[Records drawn from a dataset]
+ + + +
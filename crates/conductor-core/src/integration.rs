use chrono::{DateTime, Utc};
use serde::{Deserialize, Serialize};
use serde_json::{Map, Value};

use crate::ids::{IntegrationId, UserId};

/// A connected external provider, scoped to a user.
///
/// Tokens are stored as opaque ciphertext; decryption is performed by the
/// credential assembler using an externally supplied key.
#[derive(Debug, Clone, Serialize, Deserialize)]
pub struct Integration {
    pub id: IntegrationId,
    pub user_id: UserId,
    pub provider: String,
    #[serde(default, skip_serializing_if = "Option::is_none")]
    pub access_token_ciphertext: Option<Vec<u8>>,
    #[serde(default, skip_serializing_if = "Option::is_none")]
    pub refresh_token_ciphertext: Option<Vec<u8>>,
    #[serde(default, skip_serializing_if = "Option::is_none")]
    pub token_expires_at: Option<DateTime<Utc>>,
    #[serde(default)]
    pub metadata: Map<String, Value>,
    pub active: bool,
}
+ + + +
__YOUR ASSIGNMENT__
Word for word, retype all of the entries above.

__FINAL ANSWER__
filename crates/conductor-core/src/integration.rs
use chrono::{DateTime, Utc};
use serde::{Deserialize, Serialize};
use serde_json::{Map, Value};

use crate::ids::{IntegrationId, UserId};

/// A connected external provider, scoped to a user.
///
/// Tokens are stored as opaque ciphertext; decryption is performed by the
/// credential assembler using an externally supplied key.
#[derive(Debug, Clone, Serialize, Deserialize)]
pub struct Integration {
    pub id: IntegrationId,
    pub user_id: UserId,
    pub provider: String,
    #[serde(default, skip_serializing_if = "Option::is_none")]
    pub access_token_ciphertext: Option<Vec<u8>>,
    #[serde(default, skip_serializing_if = "Option::is_none")]
    pub refresh_token_ciphertext: Option<Vec<u8>>,
    #[serde(default, skip_serializing_if = "Option::is_none")]
    pub token_expires_at: Option<DateTime<Utc>>,
    #[serde(default)]
    pub metadata: Map<String, Value>,
    pub active: bool,
}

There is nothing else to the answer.